Last year, when I attended Content Strategy Forum in Paris, I remember the excitement of being in a room full of people who all cared about the exact same things I did — who, like me, wore a lot of different hats, cared deeply about how all the pieces came together, and believed foremost that strategic content was the driver of all good things. It was like coming home.
Well, turns out several hundred people feel the exact same way — and in early May the North Americans among us (and many visitors from afar) flocked to Minneapolis for Confab, the largest U.S. conference solely focused on content strategy. The conference was so in demand that it sold out within weeks, and organizers had to close the waiting list when it reached more than 300 names.
The conference struck the right balance between vision and tactics, inspiration and real takeaways that many of us could take back and start using right away. While most people I talked to agreed that there wasn’t anything mind-blowing in terms of brand new information, there were plenty of case studies, examples, and “insider” secrets, which content strategy practitioners (and aspiring practitioners) are always hungry for.
In fact, the biggest complaint I heard throughout was that the sessions all sounded so good people had a hard time choosing between the four tracks during any given session. After attending SxSW this year, where session quality was hit or miss and mostly miss, I was very happy to get consistently good quality in the sessions and the speakers.
Keep your options open — and no whining please
After a few years of beating the big drum for content strategy, fearless leader Kristina Halvorson admitted in her opening keynote that she’d at first been at a loss — what to say to a room full of people who not only already got it, but were already practicing content strategy in some form or other?
Her main message to the 600 people sitting before her: open your minds.
Content is an always evolving ecosystem, she said. Our role as content strategists is to cross disciplines and organizational boundaries to understand different points of view, different priorities, different contributions. Learn what everybody else does in order to figure out how the pieces fit together. Keep evangelizing content strategy to everybody who will listen, but also keep listening yourself to learn about what is going on “in all of those siloes.” “This is what being a consultant is all about,” she said.

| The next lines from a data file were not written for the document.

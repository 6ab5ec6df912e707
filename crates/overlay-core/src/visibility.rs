//! Guarded layer visibility changes.
//!
//! Visibility is never changed while a drawing mode is active, and hiding a
//! primary data layer drops the editor back to browse mode so no edit state
//! keeps pointing at entities that just disappeared.

use std::collections::BTreeMap;

use crate::constants::{pref_keys, PRIMARY_DATA_LAYERS};
use crate::context::{EditorContext, LayerRegistry};
use crate::models::mode::is_drawing_mode;
use crate::models::Mode;
use crate::prefs::{blob, PreferenceStore};

/// `false` for unknown layers.
pub fn is_layer_shown(layers: &dyn LayerRegistry, layer_id: &str) -> bool {
    layers
        .layer(layer_id)
        .map(|layer| layer.enabled())
        .unwrap_or(false)
}

/// Set a layer's enabled flag unless the editor is mid-draw.
///
/// Returns `true` if the flag was written.
pub fn set_layer_visibility(ctx: &dyn EditorContext, layer_id: &str, enabled: bool) -> bool {
    let mode_id = ctx.mode().mode_id();
    if is_drawing_mode(&mode_id) {
        tracing::debug!(layer_id, mode = %mode_id, "layer visibility locked while drawing");
        return false;
    }

    let Some(layer) = ctx.layers().layer(layer_id) else {
        return false;
    };
    layer.set_enabled(enabled);

    if !enabled && PRIMARY_DATA_LAYERS.contains(&layer_id) {
        ctx.mode().enter(Mode::browse());
    }
    true
}

/// Flip a layer and record its resulting visibility under `dataLayers`.
///
/// The stored mapping is merged, so other layers' entries survive. Returns the
/// layer's visibility after the call.
pub fn toggle_layer(ctx: &dyn EditorContext, store: &PreferenceStore, layer_id: &str) -> bool {
    let shown = is_layer_shown(ctx.layers(), layer_id);
    set_layer_visibility(ctx, layer_id, !shown);

    let now_shown = is_layer_shown(ctx.layers(), layer_id);
    blob::merge_entry(store, pref_keys::DATA_LAYERS, layer_id, now_shown);
    now_shown
}

/// Apply the stored `dataLayers` mapping to the registry, e.g. at startup.
///
/// Unknown ids are skipped. Returns the ids whose visibility was applied.
pub fn restore_layers(ctx: &dyn EditorContext, store: &PreferenceStore) -> Vec<String> {
    let stored: BTreeMap<String, bool> = blob::read_map(store, pref_keys::DATA_LAYERS);
    stored
        .into_iter()
        .filter_map(|(layer_id, enabled)| {
            ctx.layers().layer(&layer_id)?;
            let applied = is_layer_shown(ctx.layers(), &layer_id) == enabled
                || set_layer_visibility(ctx, &layer_id, enabled);
            applied.then_some(layer_id)
        })
        .collect()
}
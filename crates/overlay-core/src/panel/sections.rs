//! Per-section data and state rules.
//!
//! Each section computes its logical list from the editor context and knows
//! how to turn one datum into a control. The lists are recomputed on every
//! pass. Nothing here mutates the context.

use std::rc::Rc;

use crate::constants::{LOCAL_PHOTOS_KEY, LOCAL_PHOTOS_LAYER, USERNAME_FILTER_KEY};
use crate::context::{EditorContext, Layer};
use crate::reconcile::{ControlItem, ControlState, InputKind, SectionRules};

use super::labels;

const INDENTED_SOURCES: [&str; 2] = ["mapillary-signs", "mapillary-map-features"];

fn layer_enabled(layer: &dyn Layer) -> bool {
    layer.supported() && layer.enabled()
}

/// Photo source layers that exist, are online and are either on or have imagery here.
pub struct PhotoSources<'a> {
    ctx: &'a dyn EditorContext,
}

impl<'a> PhotoSources<'a> {
    pub fn new(ctx: &'a dyn EditorContext) -> Self {
        Self { ctx }
    }

    pub fn data(&self) -> Vec<Rc<dyn Layer>> {
        let photo_ids = self.ctx.photos().overlay_layer_ids();
        let map = self.ctx.map();
        self.ctx
            .layers()
            .all()
            .into_iter()
            .filter(|layer| photo_ids.iter().any(|id| id == layer.id()))
            .filter(|layer| {
                if !layer.supported() {
                    return false;
                }
                if layer.enabled() {
                    return true;
                }
                layer
                    .coverage()
                    .map(|coverage| coverage.valid_here(&map.extent(), map.zoom()))
                    .unwrap_or(true)
            })
            .collect()
    }

    fn rendered(&self, layer: &dyn Layer) -> bool {
        layer
            .render_gate()
            .map(|gate| gate.rendered(self.ctx.map().zoom()))
            .unwrap_or(true)
    }
}

impl SectionRules<Rc<dyn Layer>> for PhotoSources<'_> {
    fn key(&self, layer: &Rc<dyn Layer>) -> String {
        layer.id().to_string()
    }

    fn enter(&self, layer: &Rc<dyn Layer>) -> ControlItem {
        let id = layer.id();
        let mut classes = vec!["list-item-photos".to_string(), format!("list-item-{id}")];
        if INDENTED_SOURCES.contains(&id) {
            classes.push("indented".to_string());
        }
        ControlItem::new(id, labels::photo_source_label_key(id), InputKind::Checkbox)
            .with_classes(classes)
    }

    fn update(&self, layer: &Rc<dyn Layer>) -> ControlState {
        let enabled = layer_enabled(layer.as_ref());
        let rendered = self.rendered(layer.as_ref());
        let tooltip = if rendered {
            labels::photo_source_tooltip_key(layer.id())
        } else {
            labels::MINZOOM_TOOLTIP.to_string()
        };
        ControlState {
            active: enabled,
            checked: enabled,
            disabled: !rendered,
            tooltip,
            ..Default::default()
        }
    }
}

/// Photo type checkboxes, listed only while the type filter applies.
pub struct PhotoTypes<'a> {
    ctx: &'a dyn EditorContext,
}

impl<'a> PhotoTypes<'a> {
    pub fn new(ctx: &'a dyn EditorContext) -> Self {
        Self { ctx }
    }

    pub fn data(&self) -> Vec<String> {
        let photos = self.ctx.photos();
        if photos.should_filter_by_photo_type() {
            photos.all_photo_types()
        } else {
            Vec::new()
        }
    }
}

impl SectionRules<String> for PhotoTypes<'_> {
    fn key(&self, photo_type: &String) -> String {
        photo_type.clone()
    }

    fn enter(&self, photo_type: &String) -> ControlItem {
        ControlItem::new(
            photo_type.as_str(),
            labels::photo_type_label_key(photo_type),
            InputKind::Checkbox,
        )
        .with_classes(["list-item-photo-types".to_string(), format!("list-item-{photo_type}")])
    }

    fn update(&self, photo_type: &String) -> ControlState {
        let shown = self.ctx.photos().shows_photo_type(photo_type);
        ControlState {
            active: shown,
            checked: shown,
            tooltip: labels::photo_type_tooltip_key(photo_type),
            ..Default::default()
        }
    }
}

/// `fromDate` and `toDate` inputs, listed only while the date filter applies.
pub struct DateFilter<'a> {
    ctx: &'a dyn EditorContext,
}

impl<'a> DateFilter<'a> {
    pub fn new(ctx: &'a dyn EditorContext) -> Self {
        Self { ctx }
    }

    pub fn data(&self) -> Vec<String> {
        let photos = self.ctx.photos();
        if photos.should_filter_by_date() {
            photos.date_filters()
        } else {
            Vec::new()
        }
    }
}

impl SectionRules<String> for DateFilter<'_> {
    fn key(&self, member: &String) -> String {
        member.clone()
    }

    fn enter(&self, member: &String) -> ControlItem {
        ControlItem::new(member.as_str(), labels::date_filter_label_key(member), InputKind::Date)
            .with_classes(["list-item-date-filter"])
    }

    fn update(&self, member: &String) -> ControlState {
        let value = self.ctx.photos().date_filter_value(member);
        ControlState {
            active: value.is_some(),
            tooltip: labels::date_filter_tooltip_key(member),
            value: Some(value.unwrap_or_default()),
            ..Default::default()
        }
    }
}

/// Single username input, listed only while the username filter applies.
pub struct UsernameFilter<'a> {
    ctx: &'a dyn EditorContext,
}

impl<'a> UsernameFilter<'a> {
    pub fn new(ctx: &'a dyn EditorContext) -> Self {
        Self { ctx }
    }

    pub fn data(&self) -> Vec<&'static str> {
        if self.ctx.photos().should_filter_by_username() {
            vec![USERNAME_FILTER_KEY]
        } else {
            Vec::new()
        }
    }
}

impl SectionRules<&'static str> for UsernameFilter<'_> {
    fn key(&self, key: &&'static str) -> String {
        key.to_string()
    }

    fn enter(&self, key: &&'static str) -> ControlItem {
        ControlItem::new(*key, labels::USERNAME_FILTER_TITLE, InputKind::Text)
            .with_classes(["list-item-username-filter"])
    }

    fn update(&self, _key: &&'static str) -> ControlState {
        let usernames = self.ctx.photos().usernames();
        ControlState {
            active: usernames.as_ref().is_some_and(|names| !names.is_empty()),
            tooltip: labels::USERNAME_FILTER_TOOLTIP.to_string(),
            value: usernames.map(|names| names.join("; ")),
            ..Default::default()
        }
    }
}

/// Row for photos loaded from disk, present only when the layer exists.
pub struct LocalPhotos<'a> {
    ctx: &'a dyn EditorContext,
}

impl<'a> LocalPhotos<'a> {
    pub fn new(ctx: &'a dyn EditorContext) -> Self {
        Self { ctx }
    }

    pub fn data(&self) -> Vec<Rc<dyn Layer>> {
        self.ctx
            .layers()
            .layer(LOCAL_PHOTOS_LAYER)
            .into_iter()
            .collect()
    }
}

impl SectionRules<Rc<dyn Layer>> for LocalPhotos<'_> {
    fn key(&self, _layer: &Rc<dyn Layer>) -> String {
        LOCAL_PHOTOS_KEY.to_string()
    }

    fn enter(&self, _layer: &Rc<dyn Layer>) -> ControlItem {
        ControlItem::new(LOCAL_PHOTOS_KEY, labels::LOCAL_PHOTOS_HEADER, InputKind::Checkbox)
            .with_classes(["list-item-local-photos"])
    }

    fn update(&self, layer: &Rc<dyn Layer>) -> ControlState {
        let has_data = layer
            .local_photos()
            .map(|photos| photos.has_data())
            .unwrap_or(false);
        let shows_data = has_data && layer.enabled();
        ControlState {
            active: shows_data,
            checked: shows_data,
            disabled: !has_data,
            deemphasized: !has_data,
            tooltip: labels::LOCAL_PHOTOS_TOOLTIP.to_string(),
            actions_disabled: !has_data,
            value: None,
        }
    }
}
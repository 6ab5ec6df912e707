use std::path::{Path, PathBuf};
use std::time::Duration;

use crate::constants::{DEFAULT_MOVE_DEBOUNCE, DEFAULT_QUOTA_BYTES};

#[derive(Debug, thiserror::Error)]
pub enum ConfigError {
    #[error("invalid value for {var}: {value:?}")]
    InvalidValue { var: &'static str, value: String },
}

#[derive(Debug, Clone)]
pub struct CoreConfig {
    pub data_dir: PathBuf,
    /// Scopes the preference file, so two editors sharing a data dir don't collide.
    pub origin: String,
    pub quota_bytes: usize,
    pub move_debounce: Duration,
}

impl CoreConfig {
    pub fn new<P: AsRef<Path>>(data_dir: P) -> Self {
        Self {
            data_dir: data_dir.as_ref().to_path_buf(),
            origin: "default".to_string(),
            quota_bytes: DEFAULT_QUOTA_BYTES,
            move_debounce: DEFAULT_MOVE_DEBOUNCE,
        }
    }

    pub fn with_origin(mut self, origin: impl Into<String>) -> Self {
        self.origin = origin.into();
        self
    }

    pub fn with_quota_bytes(mut self, quota_bytes: usize) -> Self {
        self.quota_bytes = quota_bytes;
        self
    }

    pub fn with_move_debounce(mut self, move_debounce: Duration) -> Self {
        self.move_debounce = move_debounce;
        self
    }

    /// Path of the durable preference file for this origin.
    pub fn prefs_path(&self) -> PathBuf {
        let origin: String = self
            .origin
            .chars()
            .map(|c| if c.is_ascii_alphanumeric() || c == '-' { c } else { '_' })
            .collect();
        self.data_dir.join(format!("prefs-{}.json", origin))
    }

    /// Build a config from `OVERLAY_*` environment variables on top of the defaults.
    pub fn from_env() -> Result<Self, ConfigError> {
        Self::from_lookup(|var| std::env::var(var).ok())
    }

    /// Same as [`CoreConfig::from_env`] with an injectable variable source.
    pub fn from_lookup<F>(lookup: F) -> Result<Self, ConfigError>
    where
        F: Fn(&str) -> Option<String>,
    {
        let mut config = match lookup("OVERLAY_DATA_DIR") {
            Some(dir) if !dir.trim().is_empty() => Self::new(dir.trim()),
            _ => Self::default(),
        };

        if let Some(origin) = lookup("OVERLAY_ORIGIN") {
            if !origin.trim().is_empty() {
                config.origin = origin.trim().to_string();
            }
        }

        if let Some(raw) = lookup("OVERLAY_QUOTA_BYTES") {
            config.quota_bytes = raw.trim().parse().map_err(|_| ConfigError::InvalidValue {
                var: "OVERLAY_QUOTA_BYTES",
                value: raw.clone(),
            })?;
        }

        if let Some(raw) = lookup("OVERLAY_MOVE_DEBOUNCE_MS") {
            let millis: u64 = raw.trim().parse().map_err(|_| ConfigError::InvalidValue {
                var: "OVERLAY_MOVE_DEBOUNCE_MS",
                value: raw.clone(),
            })?;
            config.move_debounce = Duration::from_millis(millis);
        }

        Ok(config)
    }
}

impl Default for CoreConfig {
    fn default() -> Self {
        let data_dir = dirs::data_dir()
            .map(|dir| dir.join("overlay-panel"))
            .unwrap_or_else(|| PathBuf::from("overlay_data"));
        Self::new(data_dir)
    }
}
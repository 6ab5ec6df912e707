//! Keyed set reconciliation.
//!
//! [`partition`] is the pure part: given the keys that are currently
//! materialized and the freshly computed data, it splits the data into the
//! items to create and the items to refresh, and lists the keys to tear down.
//! [`RenderedList`] applies a partition to a materialized list and reports
//! the resulting [`Patch`]es.

pub mod rendered;

pub use rendered::{ControlItem, ControlState, InputKind, Patch, RenderedList, SectionRules};

use std::collections::HashSet;
use std::hash::Hash;

/// Result of diffing new data against previously materialized keys.
///
/// `enter` and `update` keep the order of the new data, `exit` keeps the
/// order of the previous keys.
#[derive(Debug, Clone, PartialEq)]
pub struct Partition<K, T> {
    pub enter: Vec<T>,
    pub update: Vec<T>,
    pub exit: Vec<K>,
}

impl<K, T> Partition<K, T> {
    pub fn is_noop(&self) -> bool {
        self.enter.is_empty() && self.exit.is_empty()
    }
}

/// Split `next` against `previous` by key.
///
/// Exit = previous − next, Enter = next − previous, Update = previous ∩ next.
/// When `next` holds several items with the same key only the first one
/// counts.
pub fn partition<K, T, F>(previous: &[K], next: Vec<T>, key_of: F) -> Partition<K, T>
where
    K: Eq + Hash + Clone,
    F: Fn(&T) -> K,
{
    let before: HashSet<&K> = previous.iter().collect();
    let mut seen: HashSet<K> = HashSet::with_capacity(next.len());
    let mut enter = Vec::new();
    let mut update = Vec::new();

    for item in next {
        let key = key_of(&item);
        if !seen.insert(key.clone()) {
            continue;
        }
        if before.contains(&key) {
            update.push(item);
        } else {
            enter.push(item);
        }
    }

    let exit = previous
        .iter()
        .filter(|key| !seen.contains(*key))
        .cloned()
        .collect();

    Partition {
        enter,
        update,
        exit,
    }
}
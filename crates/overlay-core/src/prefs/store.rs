use std::cell::RefCell;
use std::collections::HashMap;
use std::rc::Rc;

use super::storage::{FileStorage, MemoryStorage, StorageBackend};
use crate::config::CoreConfig;

/// Callback invoked with the newly written value.
pub type ChangeHandler = Rc<dyn Fn(&str)>;

/// Tri-state write used by callers that carry an "absent / remove / value"
/// decision around as data.
#[derive(Debug, Clone, PartialEq, Eq)]
pub enum PrefUpdate {
    /// Leave the key as it is. Only checks that the storage is readable.
    Keep,
    Remove,
    Value(String),
}

/// Observable key/value preference store.
///
/// One instance is created per process and shared by reference (`Rc`). All
/// methods take `&self`: the backend and listener registry live behind
/// `RefCell`s that are never borrowed across a listener call, so a listener
/// may freely read or write the store again.
pub struct PreferenceStore {
    backend: RefCell<Box<dyn StorageBackend>>,
    listeners: RefCell<HashMap<String, Vec<ChangeHandler>>>,
}

impl PreferenceStore {
    /// Bind to the durable file for `config`'s origin, or fall back to memory.
    pub fn open(config: &CoreConfig) -> Self {
        let path = config.prefs_path();
        match FileStorage::open(&path, config.quota_bytes) {
            Ok(storage) => Self::with_backend(Box::new(storage)),
            Err(e) => {
                tracing::warn!(
                    path = %path.display(),
                    error = %e,
                    "durable preference storage unavailable, falling back to memory"
                );
                Self::in_memory()
            }
        }
    }

    pub fn in_memory() -> Self {
        Self::with_backend(Box::new(MemoryStorage::new()))
    }

    pub fn with_backend(backend: Box<dyn StorageBackend>) -> Self {
        Self {
            backend: RefCell::new(backend),
            listeners: RefCell::new(HashMap::new()),
        }
    }

    pub fn is_durable(&self) -> bool {
        self.backend.borrow().is_durable()
    }

    /// Current value for `key`. Read failures look like a missing key.
    pub fn get(&self, key: &str) -> Option<String> {
        match self.backend.borrow().get_item(key) {
            Ok(value) => value,
            Err(e) => {
                tracing::debug!(key, error = %e, "preference read failed");
                None
            }
        }
    }

    /// Persist `value` under `key` and notify listeners.
    ///
    /// Returns `false` if the value could not be saved; listeners are not
    /// called in that case.
    pub fn set(&self, key: &str, value: &str) -> bool {
        let result = self.backend.borrow_mut().set_item(key, value);
        match result {
            Ok(()) => {
                self.notify(key, value);
                true
            }
            Err(e) => {
                tracing::error!(key, error = %e, "failed to save preference");
                false
            }
        }
    }

    /// Remove `key`. Listeners are only told about written values, not removals.
    pub fn remove(&self, key: &str) -> bool {
        let result = self.backend.borrow_mut().remove_item(key);
        match result {
            Ok(()) => true,
            Err(e) => {
                tracing::error!(key, error = %e, "failed to remove preference");
                false
            }
        }
    }

    pub fn update(&self, key: &str, update: PrefUpdate) -> bool {
        match update {
            PrefUpdate::Keep => self.backend.borrow().get_item(key).is_ok(),
            PrefUpdate::Remove => self.remove(key),
            PrefUpdate::Value(value) => self.set(key, &value),
        }
    }

    /// Register `handler` for successful writes to `key`.
    ///
    /// Handlers accumulate; registering never replaces an earlier one.
    pub fn on_change<F>(&self, key: &str, handler: F)
    where
        F: Fn(&str) + 'static,
    {
        self.listeners
            .borrow_mut()
            .entry(key.to_string())
            .or_default()
            .push(Rc::new(handler));
    }

    pub fn keys(&self) -> Vec<String> {
        self.backend.borrow().keys()
    }

    fn notify(&self, key: &str, value: &str) {
        // Snapshot so handlers can register further handlers or write again
        let handlers: Vec<ChangeHandler> = self
            .listeners
            .borrow()
            .get(key)
            .cloned()
            .unwrap_or_default();

        for handler in handlers {
            handler(value);
        }
    }
}

impl std::fmt::Debug for PreferenceStore {
    fn fmt(&self, f: &mut std::fmt::Formatter<'_>) -> std::fmt::Result {
        f.debug_struct("PreferenceStore")
            .field("durable", &self.is_durable())
            .field("keys", &self.keys())
            .finish()
    }
}

#[cfg(test)]
mod tests {
    use super::*;
    use proptest::prelude::*;
    use std::cell::Cell;
    use tempfile::tempdir;

    proptest! {
        #[test]
        fn test_set_then_get_returns_value(key in any::<String>(), value in any::<String>()) {
            let store = PreferenceStore::in_memory();
            prop_assert!(store.set(&key, &value));
            prop_assert_eq!(store.get(&key), Some(value));
        }

        #[test]
        fn test_remove_then_get_is_absent(
            key in any::<String>(),
            value in any::<String>(),
            other in any::<String>(),
        ) {
            prop_assume!(key != other);
            let store = PreferenceStore::in_memory();
            store.set(&key, &value);
            store.set(&other, &value);

            prop_assert!(store.remove(&key));
            prop_assert_eq!(store.get(&key), None);
            prop_assert_eq!(store.get(&other), Some(value));
        }

        #[test]
        fn test_last_write_wins(key in "[a-zA-Z]{1,16}", values in prop::collection::vec(any::<String>(), 1..6)) {
            let dir = tempdir().unwrap();
            let config = CoreConfig::new(dir.path());
            {
                let store = PreferenceStore::open(&config);
                for value in &values {
                    prop_assert!(store.set(&key, value));
                }
            }
            let reopened = PreferenceStore::open(&config);
            let got = reopened.get(&key);
            prop_assert_eq!(got.as_ref(), values.last());
        }
    }

    #[test]
    fn test_remove_then_get_returns_none() {
        let store = PreferenceStore::in_memory();
        store.set("dataLayers", "{}");
        assert!(store.remove("dataLayers"));
        assert_eq!(store.get("dataLayers"), None);
        // Removing an absent key is still a success
        assert!(store.remove("dataLayers"));
    }

    #[test]
    fn test_keep_is_a_pure_read() {
        let store = PreferenceStore::in_memory();
        assert!(store.update("photoTypesFilter", PrefUpdate::Keep));
        assert_eq!(store.get("photoTypesFilter"), None);

        assert!(store.update(
            "photoTypesFilter",
            PrefUpdate::Value(r#"{"flat":true}"#.to_string())
        ));
        assert_eq!(
            store.get("photoTypesFilter").as_deref(),
            Some(r#"{"flat":true}"#)
        );

        assert!(store.update("photoTypesFilter", PrefUpdate::Remove));
        assert_eq!(store.get("photoTypesFilter"), None);
    }

    #[test]
    fn test_the_string_undefined_is_an_ordinary_value() {
        let store = PreferenceStore::in_memory();
        assert!(store.set("k", "undefined"));
        assert_eq!(store.get("k").as_deref(), Some("undefined"));
    }

    #[test]
    fn test_listeners_run_in_registration_order() {
        let store = PreferenceStore::in_memory();
        let log = Rc::new(RefCell::new(Vec::new()));

        for name in ["first", "second", "third"] {
            let log = log.clone();
            store.on_change("dataLayers", move |value| {
                log.borrow_mut().push(format!("{}:{}", name, value));
            });
        }

        assert!(store.set("dataLayers", "{}"));
        assert_eq!(
            *log.borrow(),
            vec!["first:{}", "second:{}", "third:{}"]
        );
    }

    #[test]
    fn test_listeners_only_hear_their_key() {
        let store = PreferenceStore::in_memory();
        let calls = Rc::new(Cell::new(0));
        let c = calls.clone();
        store.on_change("a", move |_| c.set(c.get() + 1));

        store.set("b", "x");
        assert_eq!(calls.get(), 0);
        store.set("a", "x");
        assert_eq!(calls.get(), 1);
    }

    #[test]
    fn test_removal_does_not_notify() {
        let store = PreferenceStore::in_memory();
        let calls = Rc::new(Cell::new(0));
        let c = calls.clone();
        store.on_change("a", move |_| c.set(c.get() + 1));

        store.set("a", "x");
        store.remove("a");
        assert_eq!(calls.get(), 1);
    }

    #[test]
    fn test_failed_write_returns_false_and_skips_listeners() {
        let dir = tempdir().unwrap();
        let config = CoreConfig::new(dir.path()).with_quota_bytes(8);
        let store = PreferenceStore::open(&config);
        assert!(store.is_durable());

        let calls = Rc::new(Cell::new(0));
        let c = calls.clone();
        store.on_change("k", move |_| c.set(c.get() + 1));

        assert!(store.set("k", "ok"));
        assert!(!store.set("k", "much too long for the quota"));
        assert_eq!(calls.get(), 1);
        // The last durable value is still what a read returns
        assert_eq!(store.get("k").as_deref(), Some("ok"));
    }

    #[test]
    fn test_listener_may_write_back_into_store() {
        let store = Rc::new(PreferenceStore::in_memory());
        let inner = Rc::downgrade(&store);
        store.on_change("source", move |value| {
            if let Some(store) = inner.upgrade() {
                store.set("mirror", value);
            }
        });

        store.set("source", "hello");
        assert_eq!(store.get("mirror").as_deref(), Some("hello"));
    }

    #[test]
    fn test_open_falls_back_to_memory_when_unavailable() {
        let dir = tempdir().unwrap();
        // A regular file where the data directory should be
        let blocker = dir.path().join("not-a-dir");
        std::fs::write(&blocker, "x").unwrap();

        let store = PreferenceStore::open(&CoreConfig::new(&blocker));
        assert!(!store.is_durable());
        assert!(store.set("k", "v"));
        assert_eq!(store.get("k").as_deref(), Some("v"));
    }

    #[test]
    fn test_read_only_file_keeps_saved_values() {
        let dir = tempdir().unwrap();
        let config = CoreConfig::new(dir.path()).with_origin("frozen");
        {
            let store = PreferenceStore::open(&config);
            assert!(store.set("dataLayers", r#"{"osm":true}"#));
        }
        let prefs_path = config.prefs_path();
        std::fs::create_dir(prefs_path.with_extension("json.tmp")).unwrap();

        let store = PreferenceStore::open(&config);
        assert!(store.is_durable());
        assert_eq!(store.get("dataLayers").as_deref(), Some(r#"{"osm":true}"#));
        assert!(!store.set("dataLayers", "{}"));
        assert!(!store.remove("dataLayers"));
        assert_eq!(store.get("dataLayers").as_deref(), Some(r#"{"osm":true}"#));
    }

    #[test]
    fn test_open_reloads_previous_session() {
        let dir = tempdir().unwrap();
        let config = CoreConfig::new(dir.path()).with_origin("session");

        {
            let store = PreferenceStore::open(&config);
            store.set("dataLayers", r#"{"osm":true}"#);
        }

        let store = PreferenceStore::open(&config);
        assert_eq!(store.get("dataLayers").as_deref(), Some(r#"{"osm":true}"#));
    }
}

At this point, Kristina put forth our challenge for the two days. “Go to a session you have no interest in; you might learn something new,” she said. The she summed up all the complaints we always hear at conferences: This is too tactical. This is too high-level. This isn’t want I think. This doesn’t apply to me. “Don’t do this,” she scolded, in a tone not unlike the one I use when my 4-year-old’s whining is getting under my skin. “This is not helpful to you.”
And we were off.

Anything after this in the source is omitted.